**WHAT THE TASK REQUIRES**
The output must match the entries below exactly.
==== RECORD EXCERPTS ====
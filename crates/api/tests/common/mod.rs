//! Shared test harness: mock collaborators and router construction.
//!
//! The bank API and object storage are mocked behind the same traits the
//! production clients implement, with call counters so tests can assert
//! which external systems a request touched.

#![allow(dead_code)]

use std::collections::HashSet;
use std::path::PathBuf;
use std::sync::atomic::{AtomicUsize, Ordering};
use std::sync::{Arc, Mutex};
use std::time::Duration;

use async_trait::async_trait;
use axum::body::Body;
use axum::http::header::{AUTHORIZATION, CONTENT_TYPE};
use axum::http::{HeaderName, Method, Request, Response, StatusCode};
use axum::Router;
use sqlx::PgPool;
use tower::ServiceExt;
use tower_http::catch_panic::CatchPanicLayer;
use tower_http::cors::CorsLayer;
use tower_http::request_id::{MakeRequestUuid, PropagateRequestIdLayer, SetRequestIdLayer};
use tower_http::timeout::TimeoutLayer;
use tower_http::trace::{DefaultMakeSpan, DefaultOnResponse, TraceLayer};
use tracing::Level;

use balance_api::config::ServerConfig;
use balance_api::routes;
use balance_api::state::AppState;
use balance_bank::{
    BankAuthenticator, BankError, Certificate, CertificateExchange, ExchangeSession, SessionStore,
};
use balance_cloud::{ObjectStore, ObjectStoreError};

/// Bucket name used by the test configuration.
pub const TEST_BUCKET: &str = "certificates-test";

// ---------------------------------------------------------------------------
// Mock bank API
// ---------------------------------------------------------------------------

/// Mock implementation of both bank API traits with call counters.
pub struct MockBankApi {
    pub code_request_calls: AtomicUsize,
    pub exchange_calls: AtomicUsize,
    pub auth_calls: AtomicUsize,
    /// PKCS#12 bytes returned by `exchange`.
    pub certificate_der: Vec<u8>,
    /// Token returned by `authenticate`.
    pub token: String,
}

impl MockBankApi {
    pub fn new() -> Self {
        Self {
            code_request_calls: AtomicUsize::new(0),
            exchange_calls: AtomicUsize::new(0),
            auth_calls: AtomicUsize::new(0),
            certificate_der: b"mock-p12-bundle".to_vec(),
            token: "tok_mock_token".to_string(),
        }
    }
}

#[async_trait]
impl CertificateExchange for MockBankApi {
    async fn request_code(&self, _session: &ExchangeSession) -> Result<(), BankError> {
        self.code_request_calls.fetch_add(1, Ordering::SeqCst);
        Ok(())
    }

    async fn exchange(
        &self,
        _session: &ExchangeSession,
        _code_id: &str,
    ) -> Result<Certificate, BankError> {
        self.exchange_calls.fetch_add(1, Ordering::SeqCst);
        Ok(Certificate::new(self.certificate_der.clone()))
    }
}

#[async_trait]
impl BankAuthenticator for MockBankApi {
    async fn authenticate(
        &self,
        _login: &str,
        _password: &str,
        _certificate: &Certificate,
    ) -> Result<String, BankError> {
        self.auth_calls.fetch_add(1, Ordering::SeqCst);
        Ok(self.token.clone())
    }
}

// ---------------------------------------------------------------------------
// Mock object store
// ---------------------------------------------------------------------------

/// In-memory [`ObjectStore`] recording uploads and existence checks.
pub struct MockObjectStore {
    /// Pre-existing objects, as `bucket/key`.
    pub objects: Mutex<HashSet<String>>,
    /// Every `(bucket, key)` pair that was uploaded.
    pub uploads: Mutex<Vec<(String, String)>>,
    pub exists_calls: AtomicUsize,
}

impl MockObjectStore {
    pub fn new() -> Self {
        Self {
            objects: Mutex::new(HashSet::new()),
            uploads: Mutex::new(Vec::new()),
            exists_calls: AtomicUsize::new(0),
        }
    }

    /// Pre-populate the store with an object.
    pub fn preload(&self, bucket: &str, key: &str) {
        self.objects.lock().unwrap().insert(format!("{bucket}/{key}"));
    }

    pub fn upload_count(&self) -> usize {
        self.uploads.lock().unwrap().len()
    }
}

#[async_trait]
impl ObjectStore for MockObjectStore {
    async fn exists(&self, bucket: &str, key: &str) -> Result<bool, ObjectStoreError> {
        self.exists_calls.fetch_add(1, Ordering::SeqCst);
        Ok(self
            .objects
            .lock()
            .unwrap()
            .contains(&format!("{bucket}/{key}")))
    }

    async fn upload(
        &self,
        bucket: &str,
        key: &str,
        _bytes: Vec<u8>,
    ) -> Result<(), ObjectStoreError> {
        self.objects.lock().unwrap().insert(format!("{bucket}/{key}"));
        self.uploads
            .lock()
            .unwrap()
            .push((bucket.to_string(), key.to_string()));
        Ok(())
    }
}

// ---------------------------------------------------------------------------
// Config and router construction
// ---------------------------------------------------------------------------

/// Build a test `ServerConfig` writing certificates into `certificate_dir`.
pub fn test_config(certificate_dir: PathBuf) -> ServerConfig {
    ServerConfig {
        host: "127.0.0.1".to_string(),
        port: 0,
        cors_origins: vec!["http://localhost:5173".to_string()],
        request_timeout_secs: 30,
        shutdown_timeout_secs: 30,
        bucket_certificates: TEST_BUCKET.to_string(),
        certificate_dir,
        bank_api_url: "https://localhost:9090".to_string(),
    }
}

/// Build the full application router with all middleware layers, using the
/// given database pool and mock collaborators.
///
/// This mirrors the router construction in `main.rs` so integration tests
/// exercise the same middleware stack (CORS, request ID, timeout, tracing,
/// panic recovery) that production uses.
pub fn build_test_app(
    pool: PgPool,
    bank: Arc<MockBankApi>,
    store: Arc<MockObjectStore>,
    certificate_dir: PathBuf,
) -> Router {
    let config = test_config(certificate_dir);

    let state = AppState {
        pool,
        config: Arc::new(config),
        object_store: store,
        certificate_exchange: bank.clone(),
        bank_auth: bank,
        sessions: SessionStore::new(),
    };

    let cors = CorsLayer::new()
        .allow_origin(["http://localhost:5173".parse().unwrap()])
        .allow_methods([Method::GET, Method::POST, Method::DELETE])
        .allow_headers([CONTENT_TYPE, AUTHORIZATION])
        .allow_credentials(true)
        .max_age(Duration::from_secs(3600));

    let request_id_header = HeaderName::from_static("x-request-id");

    Router::new()
        .merge(routes::health::router())
        .nest("/api/v1", routes::api_routes())
        .layer(CatchPanicLayer::new())
        .layer(TimeoutLayer::with_status_code(
            StatusCode::REQUEST_TIMEOUT,
            Duration::from_secs(30),
        ))
        .layer(PropagateRequestIdLayer::new(request_id_header.clone()))
        .layer(
            TraceLayer::new_for_http()
                .make_span_with(DefaultMakeSpan::new().level(Level::INFO))
                .on_response(DefaultOnResponse::new().level(Level::INFO)),
        )
        .layer(SetRequestIdLayer::new(request_id_header, MakeRequestUuid))
        .layer(cors)
        .with_state(state)
}

// ---------------------------------------------------------------------------
// Request helpers
// ---------------------------------------------------------------------------

/// Send a GET request to the app.
pub async fn get(app: Router, uri: &str) -> Response<Body> {
    app.oneshot(
        Request::builder()
            .method(Method::GET)
            .uri(uri)
            .body(Body::empty())
            .unwrap(),
    )
    .await
    .unwrap()
}

/// Send a POST request with a JSON body to the app.
pub async fn post_json(app: Router, uri: &str, body: serde_json::Value) -> Response<Body> {
    app.oneshot(
        Request::builder()
            .method(Method::POST)
            .uri(uri)
            .header(CONTENT_TYPE, "application/json")
            .body(Body::from(body.to_string()))
            .unwrap(),
    )
    .await
    .unwrap()
}

/// Collect a response body and parse it as JSON.
pub async fn body_json(response: Response<Body>) -> serde_json::Value {
    use http_body_util::BodyExt;

    let bytes = response.into_body().collect().await.unwrap().to_bytes();
    serde_json::from_slice(&bytes).unwrap()
}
====
**RESPONSE BOX**
filename crates/api/tests/common/mod.rs
//! Shared test harness: mock collaborators and router construction.
//!
//! The bank API and object storage are mocked behind the same traits the
//! production clients implement, with call counters so tests can assert
//! which external systems a request touched.

#![allow(dead_code)]

use std::collections::HashSet;
use std::path::PathBuf;
use std::sync::atomic::{AtomicUsize, Ordering};
use std::sync::{Arc, Mutex};
use std::time::Duration;

use async_trait::async_trait;
use axum::body::Body;
use axum::http::header::{AUTHORIZATION, CONTENT_TYPE};
use axum::http::{HeaderName, Method, Request, Response, StatusCode};
use axum::Router;
use sqlx::PgPool;
use tower::ServiceExt;
use tower_http::catch_panic::CatchPanicLayer;
use tower_http::cors::CorsLayer;
use tower_http::request_id::{MakeRequestUuid, PropagateRequestIdLayer, SetRequestIdLayer};
use tower_http::timeout::TimeoutLayer;
use tower_http::trace::{DefaultMakeSpan, DefaultOnResponse, TraceLayer};
use tracing::Level;

use balance_api::config::ServerConfig;
use balance_api::routes;
use balance_api::state::AppState;
use balance_bank::{
    BankAuthenticator, BankError, Certificate, CertificateExchange, ExchangeSession, SessionStore,
};
use balance_cloud::{ObjectStore, ObjectStoreError};

/// Bucket name used by the test configuration.
pub const TEST_BUCKET: &str = "certificates-test";

// ---------------------------------------------------------------------------
// Mock bank API
// ---------------------------------------------------------------------------

/// Mock implementation of both bank API traits with call counters.
pub struct MockBankApi {
    pub code_request_calls: AtomicUsize,
    pub exchange_calls: AtomicUsize,
    pub auth_calls: AtomicUsize,
    /// PKCS#12 bytes returned by `exchange`.
    pub certificate_der: Vec<u8>,
    /// Token returned by `authenticate`.
    pub token: String,
}

impl MockBankApi {
    pub fn new() -> Self {
        Self {
            code_request_calls: AtomicUsize::new(0),
            exchange_calls: AtomicUsize::new(0),
            auth_calls: AtomicUsize::new(0),
            certificate_der: b"mock-p12-bundle".to_vec(),
            token: "tok_mock_token".to_string(),
        }
    }
}

#[async_trait]
impl CertificateExchange for MockBankApi {
    async fn request_code(&self, _session: &ExchangeSession) -> Result<(), BankError> {
        self.code_request_calls.fetch_add(1, Ordering::SeqCst);
        Ok(())
    }

    async fn exchange(
        &self,
        _session: &ExchangeSession,
        _code_id: &str,
    ) -> Result<Certificate, BankError> {
        self.exchange_calls.fetch_add(1, Ordering::SeqCst);
        Ok(Certificate::new(self.certificate_der.clone()))
    }
}

#[async_trait]
impl BankAuthenticator for MockBankApi {
    async fn authenticate(
        &self,
        _login: &str,
        _password: &str,
        _certificate: &Certificate,
    ) -> Result<String, BankError> {
        self.auth_calls.fetch_add(1, Ordering::SeqCst);
        Ok(self.token.clone())
    }
}

// ---------------------------------------------------------------------------
// Mock object store
// ---------------------------------------------------------------------------

/// In-memory [`ObjectStore`] recording uploads and existence checks.
pub struct MockObjectStore {
    /// Pre-existing objects, as `bucket/key`.
    pub objects: Mutex<HashSet<String>>,
    /// Every `(bucket, key)` pair that was uploaded.
    pub uploads: Mutex<Vec<(String, String)>>,
    pub exists_calls: AtomicUsize,
}

impl MockObjectStore {
    pub fn new() -> Self {
        Self {
            objects: Mutex::new(HashSet::new()),
            uploads: Mutex::new(Vec::new()),
            exists_calls: AtomicUsize::new(0),
        }
    }

    /// Pre-populate the store with an object.
    pub fn preload(&self, bucket: &str, key: &str) {
        self.objects.lock().unwrap().insert(format!("{bucket}/{key}"));
    }

    pub fn upload_count(&self) -> usize {
        self.uploads.lock().unwrap().len()
    }
}

#[async_trait]
impl ObjectStore for MockObjectStore {
    async fn exists(&self, bucket: &str, key: &str) -> Result<bool, ObjectStoreError> {
        self.exists_calls.fetch_add(1, Ordering::SeqCst);
        Ok(self
            .objects
            .lock()
            .unwrap()
            .contains(&format!("{bucket}/{key}")))
    }

    async fn upload(
        &self,
        bucket: &str,
        key: &str,
        _bytes: Vec<u8>,
    ) -> Result<(), ObjectStoreError> {
        self.objects.lock().unwrap().insert(format!("{bucket}/{key}"));
        self.uploads
            .lock()
            .unwrap()
            .push((bucket.to_string(), key.to_string()));
        Ok(())
    }
}

// ---------------------------------------------------------------------------
// Config and router construction
// ---------------------------------------------------------------------------

/// Build a test `ServerConfig` writing certificates into `certificate_dir`.
pub fn test_config(certificate_dir: PathBuf) -> ServerConfig {
    ServerConfig {
        host: "127.0.0.1".to_string(),
        port: 0,
        cors_origins: vec!["http://localhost:5173".to_string()],
        request_timeout_secs: 30,
        shutdown_timeout_secs: 30,
        bucket_certificates: TEST_BUCKET.to_string(),
        certificate_dir,
        bank_api_url: "https://localhost:9090".to_string(),
    }
}

/// Build the full application router with all middleware layers, using the
/// given database pool and mock collaborators.
///
/// This mirrors the router construction in `main.rs` so integration tests
/// exercise the same middleware stack (CORS, request ID, timeout, tracing,
/// panic recovery) that production uses.
pub fn build_test_app(
    pool: PgPool,
    bank: Arc<MockBankApi>,
    store: Arc<MockObjectStore>,
    certificate_dir: PathBuf,
) -> Router {
    let config = test_config(certificate_dir);

    let state = AppState {
        pool,
        config: Arc::new(config),
        object_store: store,
        certificate_exchange: bank.clone(),
        bank_auth: bank,
        sessions: SessionStore::new(),
    };

    let cors = CorsLayer::new()
        .allow_origin(["http://localhost:5173".parse().unwrap()])
        .allow_methods([Method::GET, Method::POST, Method::DELETE])
        .allow_headers([CONTENT_TYPE, AUTHORIZATION])
        .allow_credentials(true)
        .max_age(Duration::from_secs(3600));

    let request_id_header = HeaderName::from_static("x-request-id");

    Router::new()
        .merge(routes::health::router())
        .nest("/api/v1", routes::api_routes())
        .layer(CatchPanicLayer::new())
        .layer(TimeoutLayer::with_status_code(
            StatusCode::REQUEST_TIMEOUT,
            Duration::from_secs(30),
        ))
        .layer(PropagateRequestIdLayer::new(request_id_header.clone()))
        .layer(
            TraceLayer::new_for_http()
                .make_span_with(DefaultMakeSpan::new().level(Level::INFO))
                .on_response(DefaultOnResponse::new().level(Level::INFO)),
        )
        .layer(SetRequestIdLayer::new(request_id_header, MakeRequestUuid))
        .layer(cors)
        .with_state(state)
}

// ---------------------------------------------------------------------------
// Request helpers
// ---------------------------------------------------------------------------

/// Send a GET request to the app.
pub async fn get(app: Router, uri: &str) -> Response<Body> {
    app.oneshot(
        Request::builder()
            .method(Method::GET)
            .uri(uri)
            .body(Body::empty())
            .unwrap(),
    )
    .await
    .unwrap()
}

/// Send a POST request with a JSON body to the app.
pub async fn post_json(app: Router, uri: &str, body: serde_json::Value) -> Response<Body> {
    app.oneshot(
        Request::builder()
            .method(Method::POST)
            .uri(uri)
            .header(CONTENT_TYPE, "application/json")
            .body(Body::from(body.to_string()))
            .unwrap(),
    )
    .await
    .unwrap()
}

/// Collect a response body and parse it as JSON.
pub async fn body_json(response: Response<Body>) -> serde_json::Value {
    use http_body_util::BodyExt;

    let bytes = response.into_body().collect().await.unwrap().to_bytes();
    serde_json::from_slice(&bytes).unwrap()
}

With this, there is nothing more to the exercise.